Gideon picked the pistol up from his lap, stared at it, then tossed it on the coffee table. He dialed the studio.

“Good afternoon, Pacific Studios.”

“Gideon Zadok’s office. Hello, Belle, Gideon. What the hell’s the name of the hospital near the studio?”

“You mean St. Joseph’s? Say, you sound terrible.”

“Get me a private room and have the studio doctor come see me later. Get a typewriter and whatever we’ll need to write over there. Then, come pick me up.”

“What the devil is going on?”

“Will you do what the fuck I say!”

“Let me speak to Val.”

“Just do what I say, Belle.” He hung up and he wept.

“Oh God, baby,” Val cried, “forgive me. Gideon, you’ve got to forgive me.”

“In a pig’s ass I’ll forgive you.”

MITLA PASS


October 31, 1956

0800 HOURS, D DAY PLUS TWO

THE FIRST KISS of daylight began to melt away the darkness and the stars blinked themselves off. There was the soldiers’ anger at morning, stretches, groans, bitching all along the Lion’s foxhole. The paras took their morning piss, brushed their teeth, and dug into their rations. The night had gone fairly well. An Egyptian patrol had come out of the Pass after midnight to probe, but was easily beaten back. Word from Para 202 was that the attack on Nakhl had already taken place, or was about to begin. It wasn’t clear. The next few hours would tell the story.

A distant sound of bombing was heard coming from the other side of the Pass and the Canal. Someone might have been hitting the Egyptian airfields.

“So, you never forgave her?” Shlomo asked Gideon.

“No, how could I? I was playing around all over the place and now I had an excuse. If I had forgiven her, she would have had to forgive me. I wanted to keep on doing what I was doing ... balling starlets .going out on pot at my agent’s house in Malibu ... gang bangs ... fun and games. I never forgave her, but I know from how much she hurt me, how much I have hurt her. I never knew about that kind of pain until then. I’d give anything ... anything if I could tell her now.”

“And Natasha?”

“I suppose we deserve each other. I was smug. There wasn’t a woman in the world I couldn’t walk away from. I had my fortress home. I had a guilty wife, well fixed inside the moat, and the castle walls. I was safe ... until I got messed up with Natasha.” Gideon squinted out to the endless sea of rocks and sand. “Come on, Para 202, where are you, you bastards? Come on, Zechariah, stop farting around.”

“That’s the worst thing two people can do to each other,” Shlomo said. “If you live together, have children, share the same bed, if there is a morsel of love left, you have no right to withhold forgiveness. You have no right to hold it over her head.”

“Tell me about it,” Gideon snapped sarcastically.

“There’s an evil streak in all of us,” Shlomo went on, “which we must control. When it takes over, we become the devil’s advocates on earth.”

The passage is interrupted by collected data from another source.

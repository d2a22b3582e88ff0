// src/ingest/types.rs
use serde::{Deserialize, Serialize};

use crate::geo::LatLon;

/// One decoded packet from the feed. Transient: routed once, never stored.
#[derive(Debug, Clone, Serialize, Deserialize, PartialEq, Default)]
pub struct Report {
    pub call: String,        // e.g. "W1ABC"
    pub ssid: Option<String>, // e.g. "9" for W1ABC-9
    pub latitude: Option<f64>,
    pub longitude: Option<f64>,
    pub radio: Option<String>,   // e.g. "146.520MHz"
    pub comment: Option<String>, // free text after the position
}

impl Report {
    /// `CALL-SSID`, or just `CALL` without a sub-identifier.
    pub fn source_id(&self) -> String {
        match self.ssid.as_deref() {
            Some(ssid) if !ssid.is_empty() => format!("{}-{}", self.call, ssid),
            _ => self.call.clone(),
        }
    }

    pub fn location(&self) -> Option<LatLon> {
        Some(LatLon::new(self.latitude?, self.longitude?))
    }
}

“Yeah ... I know and Val knows.”

“Do you trust Val?”

“Yes, but not all the way. Not like it once was.”

“Do you trust any woman?”

A sudden smile lit Gideon’s eyes. They were no longer sad. “There are two women in my life ... yeah ... I trusted them all the way.”

“Your mother and ...”

“No, not my mother. One, Miss Abigail Winters, a teacher. She thought I would become a writer one day. The other woman? Molly, my sister. I wouldn’t have made it without her. I love Molly. When I knock this book, I’m going to bring her to Israel and show her around ...”

They were suddenly interrupted by a half-dozen jets screaming over the Pass. Shlomo spotted the unmistakable twin tails of enemy Vampires.

“Egyptians! Hit the deck!”

MOLLY


1922

MY MOTHER, Leah, worked at the Ginzburg Brothers clothing factory in Baltimore, and so did my Aunt Fanny. All of us lived in Bubba Hannah’s house on Monroe Street. Zayde Moses lived there too, but nobody counted him.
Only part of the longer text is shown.